Mr. Khosla holds 475 equity shares in Akzo Nobel India Limited, and he does not have any relationship with other Directors/ Manager/ Key Managerial Personnel of the Company. The NRC had evaluated the balance of skills, knowledge and experience on Board for the said position. Based on the said attributes, the NRC recommended the candidature of Mr. Shantanu Maharaj Khosla. The Board of Directors of the Company is confident that Mr. Khosla, with his more than 43 years of diverse leadership experience in reputed multinational companies, will add significant value to the Board. In the opinion of the Board, Mr. Khosla fulfills the conditions specified in the Act and the Rules made thereunder for his appointment as an Independent Director of the Company and he is independent of the management of the Company. Copy of the draft letter of appointment of Mr. Shantanu Maharaj Khosla setting out the terms and conditions of his appointment is available for inspection at the Registered Office of the Company during normal business hours on all working days. A copy of draft letter of appointment of an Independent Director, setting out the general terms and conditions of appointment is available on the website of the Company at www.akzonobel.co.in

14

Except Mr.

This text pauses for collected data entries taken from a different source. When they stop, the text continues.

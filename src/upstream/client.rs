//! Upstream store client
//!
//! Wraps the PocketBase REST API: admin authentication, collection
//! declaration, record seeding and the three record queries. Pure
//! request/response mapping; nothing is retried and no request timeout is
//! set, so a call blocks until the upstream answers or the transport fails.

use crate::config::UpstreamConfig;
use crate::logger;
use crate::upstream::error::{Result, UpstreamError};
use crate::upstream::records::{collection_schema, ToolRecord};

/// Outcome of a collection declaration
#[derive(Debug, Clone, Copy, PartialEq, Eq)]
pub enum SchemaOutcome {
    Created,
    AlreadyExists,
}

/// Client for the upstream store holding the tool records
///
/// The bearer token is written once during bootstrap, before the listener
/// starts; afterwards the client is shared immutably across request tasks.
pub struct UpstreamClient {
    client: reqwest::Client,
    base_url: String,
    collection: String,
    token: Option<String>,
}

impl UpstreamClient {
    pub fn new(config: &UpstreamConfig) -> Self {
        Self {
            client: reqwest::Client::new(),
            base_url: config.base_url.trim_end_matches('/').to_string(),
            collection: config.collection.clone(),
            token: None,
        }
    }

    /// Whether startup authentication succeeded
    pub const fn is_authenticated(&self) -> bool {
        self.token.is_some()
    }

    /// Exchange admin credentials for a bearer token
    ///
    /// On failure the client stays token-less and the gateway continues in
    /// read-only mode; the caller decides whether to skip schema and seeding.
    pub async fn authenticate(&mut self, identity: &str, secret: &str) -> Result<()> {
        let url = format!("{}/api/admins/auth-with-password", self.base_url);
        let payload = serde_json::json!({
            "identity": identity,
            "password": secret,
        });

        let response = self
            .client
            .post(&url)
            .json(&payload)
            .send()
            .await
            .map_err(|e| UpstreamError::Auth(e.to_string()))?;

        let status = response.status();
        if !status.is_success() {
            let body = response.text().await.unwrap_or_default();
            return Err(UpstreamError::Auth(format!(
                "auth-with-password returned {status}: {body}"
            )));
        }

        let data: serde_json::Value = response
            .json()
            .await
            .map_err(|e| UpstreamError::Auth(e.to_string()))?;

        match data["token"].as_str() {
            Some(token) => {
                self.token = Some(token.to_string());
                Ok(())
            }
            None => Err(UpstreamError::Auth(
                "auth response did not contain a token".to_string(),
            )),
        }
    }

    /// Declare the tool record collection (idempotent)
    ///
    /// A 400 whose body mentions "already exists" counts as success.
    pub async fn ensure_collection(&self) -> Result<SchemaOutcome> {
        let url = format!("{}/api/collections", self.base_url);
        let payload = collection_schema(&self.collection);

        let response = self
            .with_auth(self.client.post(&url))
            .json(&payload)
            .send()
            .await
            .map_err(|e| UpstreamError::Schema(e.to_string()))?;

        let status = response.status().as_u16();
        let body = response.text().await.unwrap_or_default();
        classify_schema_response(status, &body)
    }

    /// Best-effort insert of sample records
    ///
    /// Each record is inserted independently; failures are logged and do not
    /// abort the batch. Returns the number of accepted records.
    pub async fn seed_samples(&self, records: &[ToolRecord]) -> usize {
        let url = self.records_url();
        let mut accepted = 0;

        for record in records {
            let result = self
                .with_auth(self.client.post(&url))
                .json(record)
                .send()
                .await;

            match result {
                Ok(response) if response.status().is_success() => accepted += 1,
                Ok(response) => {
                    let status = response.status();
                    let body = response.text().await.unwrap_or_default();
                    logger::log_seed_failure(&record.name, &format!("{status}: {body}"));
                }
                Err(e) => {
                    logger::log_seed_failure(&record.name, &e.to_string());
                }
            }
        }

        accepted
    }

    /// Fetch every record in the collection
    pub async fn list_all(&self) -> Result<String> {
        self.get_records(None).await
    }

    /// Fetch records whose category field equals `category` exactly
    pub async fn list_by_category(&self, category: &str) -> Result<String> {
        self.get_records(Some(&category_filter(category))).await
    }

    /// Fetch records where `query` is a substring of name or description
    pub async fn search(&self, query: &str) -> Result<String> {
        self.get_records(Some(&search_filter(query))).await
    }

    /// Issue a record listing request, optionally constrained by a filter
    /// expression, and return the upstream body verbatim
    async fn get_records(&self, filter: Option<&str>) -> Result<String> {
        let mut request = self.client.get(self.records_url());
        if let Some(expr) = filter {
            request = request.query(&[("filter", expr)]);
        }

        let response = self
            .with_auth(request)
            .send()
            .await
            .map_err(|e| UpstreamError::Connection(e.to_string()))?;

        let status = response.status();
        let body = response
            .text()
            .await
            .map_err(|e| UpstreamError::Connection(e.to_string()))?;

        if status.is_success() {
            Ok(body)
        } else {
            Err(UpstreamError::Status {
                status: status.as_u16(),
                message: body,
            })
        }
    }

    /// Attach the bearer token when one was captured at startup
    fn with_auth(&self, request: reqwest::RequestBuilder) -> reqwest::RequestBuilder {
        match &self.token {
            Some(token) => request.header("Authorization", format!("Bearer {token}")),
            None => request,
        }
    }

    fn records_url(&self) -> String {
        format!(
            "{}/api/collections/{}/records",
            self.base_url, self.collection
        )
    }
}

/// Build an exact-match filter expression over the category field
pub fn category_filter(category: &str) -> String {
    format!("category='{}'", escape_filter_value(category))
}

/// Build an OR filter matching substring presence in name or description
pub fn search_filter(query: &str) -> String {
    let escaped = escape_filter_value(query);
    format!("name~'{escaped}'||description~'{escaped}'")
}

/// Escape single quotes so user input cannot break out of the expression
fn escape_filter_value(value: &str) -> String {
    value.replace('\'', "\\'")
}

/// Classify an upstream answer to a collection declaration
///
/// Exposed separately from `ensure_collection` so the idempotence rule is
/// testable without a live upstream.
fn classify_schema_response(status: u16, body: &str) -> Result<SchemaOutcome> {
    if (200..300).contains(&status) {
        return Ok(SchemaOutcome::Created);
    }
    if status == 400 && body.to_lowercase().contains("already exists") {
        return Ok(SchemaOutcome::AlreadyExists);
    }
    Err(UpstreamError::Schema(format!("{status}: {body}")))
}

#[cfg(test)]
mod tests {
    use super::*;

    #[test]
    fn test_category_filter_exact_match() {
        assert_eq!(
            category_filter("text_generation"),
            "category='text_generation'"
        );
    }

    #[test]
    fn test_search_filter_matches_name_or_description() {
        assert_eq!(search_filter("gpt"), "name~'gpt'||description~'gpt'");
    }

    #[test]
    fn test_filter_values_escape_quotes() {
        assert_eq!(category_filter("a'b"), "category='a\\'b'");
        assert_eq!(search_filter("it's"), "name~'it\\'s'||description~'it\\'s'");
    }

    #[test]
    fn test_schema_created_on_2xx() {
        assert_eq!(
            classify_schema_response(200, "{}").unwrap(),
            SchemaOutcome::Created
        );
        assert_eq!(
            classify_schema_response(201, "{}").unwrap(),
            SchemaOutcome::Created
        );
    }

    #[test]
    fn test_schema_already_exists_is_success() {
        // Second declaration must be recognized as success regardless of case
        let outcome = classify_schema_response(400, r#"{"message":"Collection already exists"}"#)
            .expect("already exists is not an error");
        assert_eq!(outcome, SchemaOutcome::AlreadyExists);

        let outcome = classify_schema_response(400, "ALREADY EXISTS").expect("case-insensitive");
        assert_eq!(outcome, SchemaOutcome::AlreadyExists);
    }

    #[test]
    fn test_schema_other_failures_are_errors() {
        assert!(classify_schema_response(400, "invalid schema").is_err());
        assert!(classify_schema_response(500, "boom").is_err());
        assert!(classify_schema_response(401, "already exists").is_err());
    }

    fn test_config() -> crate::config::UpstreamConfig {
        crate::config::UpstreamConfig {
            base_url: "http://localhost:8090/".to_string(),
            admin_identity: "admin@example.com".to_string(),
            admin_secret: "admin123".to_string(),
            collection: "ai_tools".to_string(),
        }
    }

    #[test]
    fn test_base_url_trailing_slash_trimmed() {
        let client = UpstreamClient::new(&test_config());
        assert_eq!(
            client.records_url(),
            "http://localhost:8090/api/collections/ai_tools/records"
        );
    }

    #[test]
    fn test_fresh_client_starts_unauthenticated() {
        // Bootstrap skips schema declaration and seeding off this flag
        let client = UpstreamClient::new(&test_config());
        assert!(!client.is_authenticated());
    }
}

Shantanu Maharaj Khosla, being an appointee, and his relatives, none of the Directors or Key Managerial Personnel of the Company or their relatives is, in any way, concerned or interested, financially or otherwise, in the resolution set out at Item No. 2 of the appended Notice.

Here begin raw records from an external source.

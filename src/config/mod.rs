// Configuration module entry point
// Manages application configuration and shared request state

mod types;

use std::net::SocketAddr;
use std::sync::Arc;

use crate::upstream::UpstreamClient;

// Re-export public types
pub use types::{Config, HttpConfig, LoggingConfig, ServerConfig, UpstreamConfig};

impl Config {
    /// Load configuration from specified file path (without extension)
    /// Default config file is "config.toml" when no path specified
    pub fn load_from(config_path: &str) -> Result<Self, config::ConfigError> {
        let settings = config::Config::builder()
            .add_source(config::File::with_name(config_path).required(false))
            .add_source(config::Environment::with_prefix("TOOLHUB").separator("__"))
            .set_default("server.host", "127.0.0.1")?
            .set_default("server.port", 8095)?
            .set_default("upstream.base_url", "http://localhost:8090")?
            .set_default("upstream.admin_identity", "admin@example.com")?
            .set_default("upstream.admin_secret", "admin123")?
            .set_default("upstream.collection", "ai_tools")?
            .set_default("logging.access_log", true)?
            .set_default("http.server_name", "Toolhub/0.1")?
            .set_default("http.enable_cors", true)?
            .build()?;

        settings.try_deserialize()
    }

    /// Load configuration from the default "config.toml"
    pub fn load() -> Result<Self, config::ConfigError> {
        Self::load_from("config")
    }

    pub fn get_socket_addr(&self) -> Result<SocketAddr, String> {
        format!("{}:{}", self.server.host, self.server.port)
            .parse()
            .map_err(|e| format!("Invalid address: {e}"))
    }
}

/// Shared application state
///
/// Captured once at startup and passed by reference into the router. The
/// upstream client's bearer token is written during bootstrap, before the
/// listener starts, so no locking is needed afterwards.
pub struct AppState {
    pub config: Config,
    pub upstream: Arc<UpstreamClient>,
}

impl AppState {
    pub fn new(config: Config, upstream: Arc<UpstreamClient>) -> Self {
        Self { config, upstream }
    }
}
//! Log writer module
//!
//! Provides thread-safe log writing to files or stdout/stderr. Targets are
//! fixed at startup; there is no runtime reconfiguration.

use std::fs::{File, OpenOptions};
use std::io::{self, Write};
use std::path::Path;
use std::sync::{Mutex, OnceLock};

/// Global log writer instance
static LOG_WRITER: OnceLock<LogWriter> = OnceLock::new();

/// Log output target
enum LogTarget {
    /// Write to stdout
    Stdout,
    /// Write to stderr
    Stderr,
    /// Write to file
    File(Mutex<File>),
}

/// Thread-safe log writer
pub struct LogWriter {
    /// Access/info log target
    access: LogTarget,
    /// Error log target
    error: LogTarget,
}

impl LogWriter {
    /// Create a new log writer with optional file paths
    fn new(access_log_file: Option<&str>, error_log_file: Option<&str>) -> io::Result<Self> {
        let access = match access_log_file {
            Some(path) => LogTarget::File(Mutex::new(open_log_file(path)?)),
            None => LogTarget::Stdout,
        };

        let error = match error_log_file {
            Some(path) => LogTarget::File(Mutex::new(open_log_file(path)?)),
            None => LogTarget::Stderr,
        };

        Ok(Self { access, error })
    }

    /// Write to access log
    pub fn write_access(&self, message: &str) {
        write_to_target(&self.access, message);
    }

    /// Write to error log
    pub fn write_error(&self, message: &str) {
        write_to_target(&self.error, message);
    }

    /// Write info message (to access log target)
    pub fn write_info(&self, message: &str) {
        write_to_target(&self.access, message);
    }
}

/// Open or create a log file for appending
fn open_log_file(path: &str) -> io::Result<File> {
    if let Some(parent) = Path::new(path).parent() {
        if !parent.as_os_str().is_empty() {
            std::fs::create_dir_all(parent)?;
        }
    }

    OpenOptions::new().create(true).append(true).open(path)
}

/// Write message to log target
fn write_to_target(target: &LogTarget, message: &str) {
    match target {
        LogTarget::Stdout => {
            println!("{message}");
        }
        LogTarget::Stderr => {
            eprintln!("{message}");
        }
        LogTarget::File(file) => {
            if let Ok(mut f) = file.lock() {
                let _ = writeln!(f, "{message}");
            }
        }
    }
}

/// Initialize the global log writer
///
/// This should be called once at application startup.
/// Returns error if log files cannot be opened.
pub fn init(access_log_file: Option<&str>, error_log_file: Option<&str>) -> io::Result<()> {
    let writer = LogWriter::new(access_log_file, error_log_file)?;
    LOG_WRITER.set(writer).map_err(|_| {
        io::Error::new(
            io::ErrorKind::AlreadyExists,
            "Log writer already initialized",
        )
    })
}

/// Get the global log writer
///
/// Panics if `init()` has not been called.
pub fn get() -> &'static LogWriter {
    LOG_WRITER
        .get()
        .expect("Log writer not initialized. Call logger::writer::init() first.")
}

/// Check if the log writer has been initialized
pub fn is_initialized() -> bool {
    LOG_WRITER.get().is_some()
}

The Board of Directors, accordingly, recommends the said Special Resolution set out at Item No. 2 of this Postal Ballot Notice for approval by the Members.

Item No. 3

Re-designation of Mr. Rajiv Rajgopal (DIN: 06685599) as the Joint Managing Director & Chief Executive Officer of the Company

In light of the appointment of Mr. Parth Sajjan Jindal on the Board of Directors of the Company as the Nonexecutive Non-Independent Chairman, and as recommended by the Nomination and Remuneration Committee vide its meeting held on 9[th] January 2026, the Board of Directors of the Company, in its meeting held on 9[th] January 2026, re-designated Mr. Rajiv Rajgopal from his then current position of the Chairman and Managing Director to “Joint Managing Director & Chief Executive Officer” of the Company, liable to retire by rotation, effective 9[th] January 2026 (end of business hours). Rest of the terms and conditions of his current appointment (effective 01.11.2023) as per his latest appointment letter (dated 20.10.2023) read with his initial contract of appointment (dated 01.11.2018), since extended, and the approval of the shareholders of the Company obtained in this regard on 27.09.2023, shall remain same including the tenure of his appointment as mentioned therein and as approved by the shareholders of the Company. His tenure as the Managing Director was to expire on 31[st] October 2028.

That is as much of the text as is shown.